Le domaine de l'Inra produit une cuvée issue de raisins qui ont séché . C'est un petit carré de ceps que la maladie condamne. A peine 3 000 souches, des rangs clairsemés d'ugni-blanc où s'est insinué le court-noué, la faute à un nématode qui propage l'infection. La croissance de la plante est altérée, l'intervalle réduit entre les noeuds de sarments, son raisin mêle grains avortés et normaux et la production se révèle ridicule.
Un jour cette vigne mourra. Mais en ce temps des vendanges, Christophe Clipet a pour elle quelques égards ; les 700 l qu'elle donnera bientôt sont à la base du vin le plus original du Chapitre, le domaine vigneron de l'Inra, qu'il conduit depuis 2000. Son blanc « gourmand » issu de vendange passerillée. Malgré ses défauts, la vigne court-nouée a pour elle ces grappes « millérandées » , aérées, où l'air circule, quand on les laisse étalées sur le vaste clayage de canisses.
Dans le pailler, au-dessus des écuries, c'est déjà le cas de l'aranel, cépage né de la recherche Inra que l'ancien élève d'Agro Montpellier assemble à l'ugni-blanc. Sur des lits interminables, le raisin sèche face aux portes larges ouvertes de l'édifice. « C'est quand même assez artisanal , sourit Christophe Clipet. Il faut des grappes entières, très saines, sans pourriture, blessure ou vers, qu'on laissera reposer à peu près un mois. L'eau va s'évaporer, le grain se concentrer en sucre. » A ce jeu, et au-delà du court-noué, l'ugni-blanc se prête assez bien à l'exercice : taille du grain, porosité de la pellicule et une maturité tardive, qui laisse le temps d'en finir avec la vendange pour le cueillir à « la main et en cagette » . Ensuite, attendre.

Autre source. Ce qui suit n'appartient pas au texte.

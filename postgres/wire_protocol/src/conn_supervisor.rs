// Copyright 2025 - present Mallard Project Developers
//
// Licensed under the Apache License, Version 2.0 (the "License");
// you may not use this file except in compliance with the License.
// You may obtain a copy of the License at
//
//     http://www.apache.org/licenses/LICENSE-2.0
//
// Unless required by applicable law or agreed to in writing, software
// distributed under the License is distributed on an "AS IS" BASIS,
// WITHOUT WARRANTIES OR CONDITIONS OF ANY KIND, either express or implied.
// See the License for the specific language governing permissions and
// limitations under the License.

use crate::{ConnId, ConnSecretKey, Error, Result};
use rand::Rng;
use std::{
    collections::{HashMap, VecDeque},
    sync::{Arc, Mutex},
};

/// Manages allocation of Connection IDs and secret keys. Every session
/// advertises its pair in `BackendKeyData` so that a `CancelRequest` can be
/// matched against a live connection.
#[derive(Clone)]
pub struct ConnSupervisor {
    inner: Arc<Mutex<Inner>>,
}

impl ConnSupervisor {
    /// Creates a new Connection Supervisor.
    pub fn new(min_id: ConnId, max_id: ConnId) -> ConnSupervisor {
        ConnSupervisor {
            inner: Arc::new(Mutex::new(Inner::new(min_id, max_id))),
        }
    }

    /// Allocates a new Connection ID and its secret key.
    pub fn alloc(&self) -> Result<(ConnId, ConnSecretKey)> {
        self.inner.lock().unwrap().alloc()
    }

    /// Releases a Connection ID back to the pool.
    pub fn free(&self, conn_id: ConnId) {
        self.inner.lock().unwrap().free(conn_id);
    }

    /// Validates whether the secret key matches the specified Connection ID.
    pub fn verify(&self, conn_id: ConnId, secret_key: ConnSecretKey) -> bool {
        self.inner.lock().unwrap().verify(conn_id, secret_key)
    }
}

struct Inner {
    next_id: ConnId,
    max_id: ConnId,
    free_ids: VecDeque<ConnId>,
    current_mapping: HashMap<ConnId, ConnSecretKey>,
}

impl Inner {
    fn new(min_id: ConnId, max_id: ConnId) -> Inner {
        Inner {
            next_id: min_id,
            max_id,
            free_ids: VecDeque::new(),
            current_mapping: HashMap::new(),
        }
    }

    fn alloc(&mut self) -> Result<(ConnId, ConnSecretKey)> {
        let conn_id = self.generate_conn_id()?;
        let secret_key = rand::thread_rng().gen();
        self.current_mapping.insert(conn_id, secret_key);
        Ok((conn_id, secret_key))
    }

    fn free(&mut self, conn_id: ConnId) {
        if self.current_mapping.remove(&conn_id).is_some() {
            self.free_ids.push_back(conn_id);
        }
    }

    fn verify(&self, conn_id: ConnId, secret_key: ConnSecretKey) -> bool {
        match self.current_mapping.get(&conn_id) {
            Some(secret) => *secret == secret_key,
            None => false,
        }
    }

    fn generate_conn_id(&mut self) -> Result<ConnId> {
        match self.free_ids.pop_front() {
            Some(id) => Ok(id),
            None => {
                let id = self.next_id;
                if id > self.max_id {
                    return Err(Error::ConnectionIdExhausted);
                }
                self.next_id += 1;
                Ok(id)
            }
        }
    }
}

Attendre que le raisin « aux couleurs d'automne » s'assèche et se flétrisse, comme l'aranel a commencé de le faire. Attendre que le mou passe de 220 g/l de sucre à plus de 300 et 20° d'alcool potentiel. Alors on le pressera très lentement, avant sa vinification, qui n'est jamais une garantie de succès gustatif. « Il y a deux ans, il a fallu tout jeter : trop d'humidité durant le passerillage. » En 2001, ce sont les étourneaux qui s'étaient goinfré à même la vigne : pour lancer le projet ils voulaient passeriller sur ceps, à l'égal du Juras et son vin de paille. Mais le principal est ailleurs. « On s'amuse. On a voulu montrer ce procédé original avec un cépage déprécié. On utilise l'aranel issu des travaux de l'Inra et on a élargi notre gamme. » A déguster en apéritif ou au dessert, frais en tout cas. Recherche L'Inra a arraché une part de la vigne court-nouée pour y mener, dans ce sol contaminé, des expériences sur des portes-greffes résistant à la maladie. Concluantes, elles vont déboucher sur une inscription au catalogue.